Malam cerah. Tampak purnama mengiring putaran roda sepeda motor yang aku naiki. Aku mengendarainya pelan, lagian istriku, Rahma, memang tidak suka aku berkendara kencang. Berkebutan atau bersaing dengan pengendara lain, seolah rebutan jatah sembako. 

Sepanjang jalan, karena Rahma diam entah sedang memikirkan apa atau sedang melamunkan cicilan, aku pun membayangkan kehidupan Nabi Muhammad. Benakku terbang ke Jazirah Arab. Ya, secara geografis, Jazirah Arabia sangat kondusif. Terletak di bagian tengah peradaban, sehingga tepat dikatakan bahwa Islam adalah agama yang moderat.

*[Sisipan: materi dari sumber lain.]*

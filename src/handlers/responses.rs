// src/handlers/responses.rs

use axum::{
    Json,
    extract::{Path, State},
    http::StatusCode,
    response::IntoResponse,
};
use sqlx::PgPool;

use crate::{
    error::AppError,
    grading,
    handlers::{
        exams::fetch_exam_row,
        questions::QUESTION_COLUMNS,
        students::fetch_student,
    },
    models::{
        question::{Question, QuestionRow},
        response::{ResponseSubmission, StudentResponse},
    },
};

pub(crate) const RESPONSE_COLUMNS: &str =
    "r.id, r.student_id, r.exam_id, r.question_id, r.answer, r.is_correct, r.submitted_at";

/// All responses of one attempt, in exam question order.
/// Orphaned responses (question deleted) sort last.
pub(crate) async fn fetch_attempt_responses(
    pool: &PgPool,
    student_id: i64,
    exam_id: i64,
) -> Result<Vec<StudentResponse>, AppError> {
    let responses = sqlx::query_as::<_, StudentResponse>(&format!(
        r#"
        SELECT {RESPONSE_COLUMNS}
        FROM student_responses r
        LEFT JOIN questions q ON q.id = r.question_id
        WHERE r.student_id = $1 AND r.exam_id = $2
        ORDER BY q.position NULLS LAST, r.id
        "#
    ))
    .bind(student_id)
    .bind(exam_id)
    .fetch_all(pool)
    .await
    .map_err(|e| {
        tracing::error!("Failed to fetch responses: {:?}", e);
        AppError::from(e)
    })?;

    Ok(responses)
}

/// Records one answer and grades it.
///
/// * The question must belong to the exam.
/// * Each question is answered at most once per student (409 otherwise).
/// * Once the attempt has a result no further answers are accepted (409).
/// * `isCorrect` and `submittedAt` are assigned here, never taken from the client.
pub async fn submit_response(
    State(pool): State<PgPool>,
    Json(payload): Json<ResponseSubmission>,
) -> Result<impl IntoResponse, AppError> {
    let student = fetch_student(&pool, payload.student_id).await?;
    let exam = fetch_exam_row(&pool, payload.exam_id).await?;

    let question: Question = sqlx::query_as::<_, QuestionRow>(&format!(
        "SELECT {QUESTION_COLUMNS} FROM questions WHERE id = $1 AND exam_id = $2"
    ))
    .bind(payload.question_id)
    .bind(exam.id)
    .fetch_optional(&pool)
    .await?
    .ok_or(AppError::NotFound("Question not found in this exam".to_string()))?
    .try_into()?;

    let completed: bool = sqlx::query_scalar(
        "SELECT EXISTS(SELECT 1 FROM exam_results WHERE student_id = $1 AND exam_id = $2)",
    )
    .bind(student.id)
    .bind(exam.id)
    .fetch_one(&pool)
    .await?;

    if completed {
        return Err(AppError::Conflict("Attempt already completed".to_string()));
    }

    let is_correct = grading::evaluate(&question, &payload.answer);

    let saved = sqlx::query_as::<_, StudentResponse>(
        r#"
        INSERT INTO student_responses (student_id, exam_id, question_id, answer, is_correct)
        VALUES ($1, $2, $3, $4, $5)
        ON CONFLICT (student_id, question_id) DO NOTHING
        RETURNING id, student_id, exam_id, question_id, answer, is_correct, submitted_at
        "#,
    )
    .bind(student.id)
    .bind(exam.id)
    .bind(question.id)
    .bind(&payload.answer)
    .bind(is_correct)
    .fetch_optional(&pool)
    .await
    .map_err(|e| {
        tracing::error!("Failed to store response: {:?}", e);
        AppError::from(e)
    })?
    .ok_or(AppError::Conflict("Question already answered".to_string()))?;

    tracing::debug!(
        student_id = student.id,
        exam_id = exam.id,
        question_id = question.id,
        is_correct,
        "response recorded"
    );

    Ok((StatusCode::CREATED, Json(saved)))
}

/// Lists the responses of one attempt.
pub async fn list_responses(
    State(pool): State<PgPool>,
    Path((student_id, exam_id)): Path<(i64, i64)>,
) -> Result<impl IntoResponse, AppError> {
    fetch_student(&pool, student_id).await?;
    fetch_exam_row(&pool, exam_id).await?;

    let responses = fetch_attempt_responses(&pool, student_id, exam_id).await?;
    Ok(Json(responses))
}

Dan memang takdir, Muhammad Saw. sebagai penutup para nabi, lahir di tengah peradaban tersebut. Seolah menjadi kabar, Islam adalah penyempurna syariat dan akhlak. Mengingat, secara umum ajaran para nabi itu berdasar: aqidah, syariat, dan akhlak. 

Aqidah para nabi sama, dari Adam hingga Muhammad adalah mengimani Allah dan Hari Akhir, dan berbuat kebajikan atau berakhlak. 

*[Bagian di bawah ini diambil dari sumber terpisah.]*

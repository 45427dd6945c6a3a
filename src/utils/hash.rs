// src/utils/hash.rs

use argon2::{
    Argon2,
    password_hash::{PasswordHash, PasswordHasher, PasswordVerifier, SaltString, rand_core::OsRng},
};

use crate::error::AppError;

/// Hashes a professor password with Argon2id and a random salt.
pub fn hash_password(password: &str) -> Result<String, AppError> {
    let salt = SaltString::generate(&mut OsRng);

    Argon2::default()
        .hash_password(password.as_bytes(), &salt)
        .map(|hash| hash.to_string())
        .map_err(|e| AppError::InternalServerError(format!("password hashing failed: {e}")))
}

/// Returns `Ok(false)` for a wrong password; `Err` only when the stored hash is unreadable.
pub fn verify_password(password: &str, password_hash: &str) -> Result<bool, AppError> {
    let parsed_hash = PasswordHash::new(password_hash)
        .map_err(|e| AppError::InternalServerError(format!("stored hash is invalid: {e}")))?;

    Ok(Argon2::default()
        .verify_password(password.as_bytes(), &parsed_hash)
        .is_ok())
}

#[cfg(test)]
mod tests {
    use super::*;

    #[test]
    fn hash_then_verify() {
        let hash = hash_password("password123").unwrap();
        assert_ne!(hash, "password123");
        assert!(verify_password("password123", &hash).unwrap());
        assert!(!verify_password("password124", &hash).unwrap());
    }

    #[test]
    fn garbage_hash_is_an_error() {
        assert!(verify_password("password123", "plain-text").is_err());
    }
}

Sedang syariat, yaitu penetapan hukum yang bertujuan untuk mengatur kehidupan masyarakat dan pribadi, setiap masa kenabian berbeda, karena perkembangan zaman dan tuntutan kemaslahatan satu dengan yang lain berbeda.

Nah, Muhammad Saw. menyiarkan syariatnya semata upaya menyempurnakan akhlak umat manusia.

Aku dan Rahma masih di atas jok sepeda motor, masih lumayan jauh untuk sampai lokasi acara, masih di Karangjati. Dan, terkait masa kecil Muhammad Saw., bukan suatu kebetulan jika beliau dilahirkan dalam keadaan yatim. Selang bertahun-tahun berikutnya, beliau kehilangan ibu dan kakek. Lengkap sudah keyatimannya. Tuhan memilihkan pertumbuhan demikian, lagi-lagi seolah kabar bahwa sedari dini beliau tumbuh dan berkembang jauh dari asuhan bapak, ibu, dan kakeknya. Jauh dari orang-orang terkemuka pada zamannya.

Kemudian, beliau diasuh oleh Abu Thalib, pamannya yang notabene miskin. Pertanda beliau sungguh jauh dari tangan-tangan yang memanjakan kasih sayang dan limpahan harta. Dalam hal ini, terbit perasaan syukur dan tenang di hatiku, karena kehidupan kami masih dicukupkan oleh-Nya dengan adanya sepeda motor ini, punya papan nyaman untuk berteduh, tidak menumpang tetangga. Cicilan di warung pun masih wajar, tak sampai ratusan juta yang bikin tidur tak nyenyak.

O ya, sebelumnya beliau disusui Halimah. Karena tradisi kota Makkah saat itu, bayi lahir tak sepenuhnya dalam susuan ibu kandungnya, tetapi disusukan kepada orang lain dan tinggal jauh di pedesaan. Muhammad Saw. tinggal di perkampungan, dalam pengasuhan keluarga Halimah yang juga notabene keluarga miskin. 

Namun, para ahli sejarah sepakat bahwa ladang-ladang Halimah kembali menghijau, usai kekeringan panjang, setelah mengasuh bayi Muhammad hingga usia lima tahun. Hal itu mengabarkan, kehadiran dan keberadaan beliau menjadi sebab utama datangnya keberkahan dan pemuliaan Ilahi. “Dan, Kami tidak mengutus kamu kecuali sebagai rahmat bagi segenap alam.”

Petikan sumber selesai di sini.